Joined innocently in Form1, and grown up until now. I learnt a lot from Prefectorial Board. Yes I do love the board, but the love turned to dissapointment until this year. Though I said I would give up on the board, but the truth is, we were the very few ones who never stop striving to change it.
Although the long war was fruitless, we had to bear all the blames for being "useless committees", but the truth is, we the very few ones, bear all the responsibility to maintain the board. A very tough situation. We were rebelling, yet had to face another rebellion group of Form4s. The goal was common, but the path was different, which leads to way too much of conflicts.
To be honest, I salute the Form4s. They had the courage to rebel, to make a change. And our batch, sat and waited for their cert, and remained deteriorating. Even those with highest authority doesn't know the meaning of their existance in the board.
Damn. Why is he always so damn right? Everything is just as he predicts. The board will fall, and that I cant make any changes with my current post, and that no matter how great we are, as long as the authorities never care about our ideas & suggestions, we are still a piece of dead meat.
I thought I would prove him wrong from the very beginning. From holding back, to letting go. This guy was nagging me trying to wake me up, but I just didn't move an inch with his suggestions.
He know of my capability more than I know myself. He said that I can make a change but I doubted him. That's why I let go and rather let someone else to take it, and reality proved that I was wrong. That person was nothing better than the other "junks".
Damn...I lose to this guy in every hell of aspects. Leadership, maturity, critical thinking, determination, insight...I really salute this guy from the very beginning, and that surpassing him is always my goal.
And I failed to surpass him in every aspect. Damn you la MC. Why must you be the one who is right all the time?
But yet that's the only reason for me to salute you.
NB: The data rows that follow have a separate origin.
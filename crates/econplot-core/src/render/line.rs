use crate::AlignedTable;

use super::svg::{date_ticks, numeric_ticks, padded_domain, Canvas, LegendEntry, LegendMarker};
use super::{palette_color, PlotConfig, RenderError, Renderer};

/// One line per column over the date axis.
///
/// Missing cells split a line into separate runs; a run of a single point is
/// drawn as a dot so it stays visible.
#[derive(Debug, Clone, Copy, PartialEq)]
pub struct LineRenderer {
    pub line_width: f64,
}

impl Default for LineRenderer {
    fn default() -> Self {
        Self { line_width: 2.0 }
    }
}

impl Renderer for LineRenderer {
    fn name(&self) -> &'static str {
        "line"
    }

    fn render(&self, table: &AlignedTable, config: &PlotConfig) -> Result<String, RenderError> {
        let (low, high) = table.value_range().ok_or(RenderError::NoValues)?;
        let (first, last) = table
            .first_date()
            .zip(table.last_date())
            .ok_or(RenderError::NoValues)?;

        let x_domain = (f64::from(first.julian_day()), f64::from(last.julian_day()));
        let y_domain = padded_domain(low, high, false);
        let mut canvas = Canvas::new(
            config,
            x_domain,
            y_domain,
            &date_ticks(first, last),
            &numeric_ticks(y_domain.0, y_domain.1),
        );

        let mut legend = Vec::with_capacity(table.column_count());
        for (index, column) in table.columns().iter().enumerate() {
            let color = palette_color(index);
            let mut run: Vec<(f64, f64)> = Vec::new();

            for (date, value) in table.dates().iter().zip(&column.values) {
                match value {
                    Some(value) => run.push((
                        canvas.x(f64::from(date.julian_day())),
                        canvas.y(*value),
                    )),
                    None => flush_run(&mut canvas, &mut run, color, self.line_width),
                }
            }
            flush_run(&mut canvas, &mut run, color, self.line_width);

            legend.push(LegendEntry::new(
                config.label_for(table, index),
                color,
                LegendMarker::Line,
            ));
        }

        let footer = config.footer_text(&table.sources());
        Ok(canvas.finish(&legend, footer.as_deref()))
    }
}

fn flush_run(canvas: &mut Canvas<'_>, run: &mut Vec<(f64, f64)>, color: &str, width: f64) {
    match run.as_slice() {
        [] => {}
        [(x, y)] => canvas.circle(*x, *y, width.max(2.0), color, 1.0),
        points => canvas.polyline(points, color, width),
    }
    run.clear();
}
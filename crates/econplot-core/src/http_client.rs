use std::collections::BTreeMap;
use std::fmt::{Display, Formatter};
use std::future::Future;
use std::pin::Pin;
use std::sync::Arc;

/// HTTP methods the remote sources need.
#[derive(Debug, Clone, Copy, PartialEq, Eq)]
pub enum HttpMethod {
    Get,
    Post,
}

/// HTTP request envelope used by source transport calls.
#[derive(Debug, Clone, PartialEq, Eq)]
pub struct HttpRequest {
    pub method: HttpMethod,
    pub url: String,
    pub headers: BTreeMap<String, String>,
    pub body: Option<String>,
    pub timeout_ms: u64,
}

impl HttpRequest {
    pub fn new(method: HttpMethod, url: impl Into<String>) -> Self {
        Self {
            method,
            url: url.into(),
            headers: BTreeMap::new(),
            body: None,
            timeout_ms: 30_000,
        }
    }

    pub fn get(url: impl Into<String>) -> Self {
        Self::new(HttpMethod::Get, url)
    }

    pub fn post(url: impl Into<String>) -> Self {
        Self::new(HttpMethod::Post, url)
    }

    pub fn with_header(mut self, name: impl Into<String>, value: impl Into<String>) -> Self {
        self.headers
            .insert(name.into().to_ascii_lowercase(), value.into());
        self
    }

    pub fn with_body(mut self, body: impl Into<String>) -> Self {
        self.body = Some(body.into());
        self
    }

    /// Sets a JSON body and the matching content type.
    pub fn with_json_body(self, body: impl Into<String>) -> Self {
        self.with_header("content-type", "application/json")
            .with_body(body)
    }

    pub fn with_timeout_ms(mut self, timeout_ms: u64) -> Self {
        self.timeout_ms = timeout_ms;
        self
    }
}

/// HTTP response envelope returned by a transport.
#[derive(Debug, Clone, PartialEq, Eq)]
pub struct HttpResponse {
    pub status: u16,
    pub body: String,
}

impl HttpResponse {
    pub fn new(status: u16, body: impl Into<String>) -> Self {
        Self {
            status,
            body: body.into(),
        }
    }

    pub fn ok_json(body: impl Into<String>) -> Self {
        Self::new(200, body)
    }

    pub const fn is_success(&self) -> bool {
        self.status >= 200 && self.status < 300
    }
}

/// Transport-level HTTP error.
#[derive(Debug, Clone, PartialEq, Eq)]
pub struct HttpError {
    message: String,
}

impl HttpError {
    pub fn new(message: impl Into<String>) -> Self {
        Self {
            message: message.into(),
        }
    }

    pub fn message(&self) -> &str {
        &self.message
    }
}

impl Display for HttpError {
    fn fmt(&self, f: &mut Formatter<'_>) -> std::fmt::Result {
        f.write_str(&self.message)
    }
}

impl std::error::Error for HttpError {}

/// Transport contract shared by the remote sources. Injected so tests can
/// answer with canned payloads.
pub trait HttpClient: Send + Sync {
    fn execute<'a>(
        &'a self,
        request: HttpRequest,
    ) -> Pin<Box<dyn Future<Output = Result<HttpResponse, HttpError>> + Send + 'a>>;
}

/// Production HTTP client backed by reqwest.
#[derive(Debug, Clone)]
pub struct ReqwestHttpClient {
    client: Arc<reqwest::Client>,
}

impl ReqwestHttpClient {
    pub fn new() -> Self {
        Self {
            client: Arc::new(
                reqwest::Client::builder()
                    .user_agent(concat!("econplot/", env!("CARGO_PKG_VERSION")))
                    .build()
                    .unwrap_or_else(|_| reqwest::Client::new()),
            ),
        }
    }

    pub fn with_client(client: reqwest::Client) -> Self {
        Self {
            client: Arc::new(client),
        }
    }
}

impl Default for ReqwestHttpClient {
    fn default() -> Self {
        Self::new()
    }
}

impl HttpClient for ReqwestHttpClient {
    fn execute<'a>(
        &'a self,
        request: HttpRequest,
    ) -> Pin<Box<dyn Future<Output = Result<HttpResponse, HttpError>> + Send + 'a>> {
        Box::pin(async move {
            let mut builder = match request.method {
                HttpMethod::Get => self.client.get(&request.url),
                HttpMethod::Post => self.client.post(&request.url),
            };

            for (name, value) in &request.headers {
                builder = builder.header(name, value);
            }

            builder = builder.timeout(std::time::Duration::from_millis(request.timeout_ms));

            if let Some(body) = request.body {
                builder = builder.body(body);
            }

            // reqwest errors can echo the URL, which carries the FRED key.
            let response = builder.send().await.map_err(|e| {
                let e = e.without_url();
                if e.is_timeout() {
                    HttpError::new(format!("request timeout: {e}"))
                } else if e.is_connect() {
                    HttpError::new(format!("connection failed: {e}"))
                } else {
                    HttpError::new(format!("request failed: {e}"))
                }
            })?;

            let status = response.status().as_u16();
            let body = response.text().await.map_err(|e| {
                HttpError::new(format!("failed to read response body: {}", e.without_url()))
            })?;

            Ok(HttpResponse { status, body })
        })
    }
}
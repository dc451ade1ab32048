//! # Econplot Core
//!
//! Fetching, alignment, transforms and chart rendering for economic time
//! series.
//!
//! ## Overview
//!
//! - **Sources** for FRED, BLS and local CSV/TSV files behind one trait
//! - **Aligner** inner-joining series on their dates from a start date
//! - **Frequency inference** from the median date spacing
//! - **Transforms**: first difference, percent change, year-over-year
//! - **Renderers** producing SVG line, scatter-cohort and vertical-drop charts
//! - **Response envelope** with metadata and structured errors
//!
//! ## Modules
//!
//! | Module | Description |
//! |--------|-------------|
//! | [`adapters`] | FRED, BLS and file sources |
//! | [`align`] | Inner join on dates |
//! | [`config`] | API keys and transport settings |
//! | [`data_source`] | Source trait and request/error types |
//! | [`domain`] | Dates, series requests, raw series, aligned tables |
//! | [`envelope`] | Response envelope with metadata |
//! | [`error`] | Validation, conflict and pipeline errors |
//! | [`frequency`] | Periods-per-year inference |
//! | [`http_client`] | HTTP client abstraction |
//! | [`pipeline`] | Fetch → align → infer → transform |
//! | [`render`] | SVG renderers |
//! | [`routing`] | Source registry |
//! | [`source`] | Source tags |
//! | [`transform`] | Difference, percent change, year-over-year |
//!
//! ## Quick Start
//!
//! ```rust,ignore
//! use std::sync::Arc;
//! use econplot_core::{
//!     LineRenderer, ObservationDate, PipelineRequest, PlotConfig, Renderer, SeriesPipeline,
//!     SeriesRequest, SeriesRouterBuilder, SourceConfig,
//! };
//!
//! #[tokio::main]
//! async fn main() -> Result<(), Box<dyn std::error::Error>> {
//!     let router = SeriesRouterBuilder::new()
//!         .with_config(SourceConfig::from_env())
//!         .build();
//!     let pipeline = SeriesPipeline::new(Arc::new(router));
//!
//!     let request = PipelineRequest::new(
//!         vec![SeriesRequest::fred("UNRATE")?, SeriesRequest::bls("LNS14000000")?],
//!         ObservationDate::parse("2010-01-01")?,
//!     );
//!     let output = pipeline.run(&request).await?;
//!
//!     let svg = LineRenderer::default().render(&output.table, &PlotConfig::default())?;
//!     std::fs::write("chart.svg", svg)?;
//!     Ok(())
//! }
//! ```
//!
//! ## Architecture
//!
//! ```text
//! ┌─────────────────┐
//! │  CLI / User     │
//! └────────┬────────┘
//!          │
//!          ▼
//! ┌─────────────────┐     ┌──────────────────┐
//! │ Series Pipeline │────▶│ Series Router    │
//! └────────┬────────┘     └────────┬─────────┘
//!          │                       ▼
//!          │              ┌──────────────────┐     ┌─────────────┐
//!          │              │ Series Source    │────▶│ HTTP Client │
//!          │              │ (FRED/BLS/File)  │     │ (reqwest)   │
//!          │              └──────────────────┘     └─────────────┘
//!          ▼
//! ┌─────────────────┐     ┌──────────────────┐
//! │ Align/Transform │────▶│ Renderer (SVG)   │
//! └─────────────────┘     └──────────────────┘
//! ```
//!
//! ## Error Handling
//!
//! Pipeline failures carry a stable code and, for fetch failures, the
//! offending series:
//!
//! ```rust
//! use econplot_core::PipelineError;
//!
//! fn describe(error: &PipelineError) -> String {
//!     match error.identifier() {
//!         Some(series) => format!("{} ({series})", error.code()),
//!         None => error.code().to_owned(),
//!     }
//! }
//! ```
//!
//! ## Security
//!
//! - API keys come from the environment or flags and are redacted from
//!   `Debug` output and transport errors

pub mod adapters;
pub mod align;
pub mod config;
pub mod data_source;
pub mod domain;
pub mod envelope;
pub mod error;
pub mod frequency;
pub mod http_client;
pub mod pipeline;
pub mod render;
pub mod routing;
pub mod source;
pub mod transform;

// Source implementations
pub use adapters::{period_start, BlsAdapter, FileSource, FredAdapter};

// Alignment and frequency
pub use align::inner_join;
pub use frequency::{infer_periods_per_year, median_spacing_days};

// Configuration
pub use config::{SourceConfig, BLS_API_KEY_ENV, FRED_API_KEY_ENV};

// Source trait and types
pub use data_source::{
    FetchFuture, FetchRequest, SeriesSource, SourceError, SourceErrorKind, SourceStatus,
};

// Domain models
pub use domain::{AlignedTable, Observation, ObservationDate, RawSeries, SeriesRequest, ValueColumn};

// Envelope types
pub use envelope::{Envelope, EnvelopeError, EnvelopeMeta};

// Error types
pub use error::{ConflictError, PipelineError, ValidationError};

// HTTP client types
pub use http_client::{HttpClient, HttpError, HttpMethod, HttpRequest, HttpResponse, ReqwestHttpClient};

// Pipeline
pub use pipeline::{PipelineOutput, PipelineRequest, SeriesPipeline};

// Rendering
pub use render::{
    cohorts, default_attribution, Cohort, LegendPosition, LineRenderer, PlotConfig, RenderError,
    Renderer, ScatterCohortRenderer, VerticalDropRenderer, PALETTE,
};

// Routing
pub use routing::{SeriesRouter, SeriesRouterBuilder, SourceSnapshot};

// Source tags
pub use source::SourceKind;

// Transforms
pub use transform::{TransformConfig, TransformPlan, TransformStep};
Perhaps I regret for not joining other uniform bodies. Seeing the kadet polis uniform now always tickle my heart and makes me wonder why didn't I join that in Form1. But I know, the experience I gained here will make me a better person.
"Learning from mistakes"
I learned from my own mistakes, and I see how people failed as leader, I will not repeat these in the future. Though I left the board with some bitter memory, but I learnt a lot from the bitter memories, and the sweet memories during Form2 & Form3 will remain.
"Nobody is perfect, but we can still strive for perfection"
With this, chapter closed.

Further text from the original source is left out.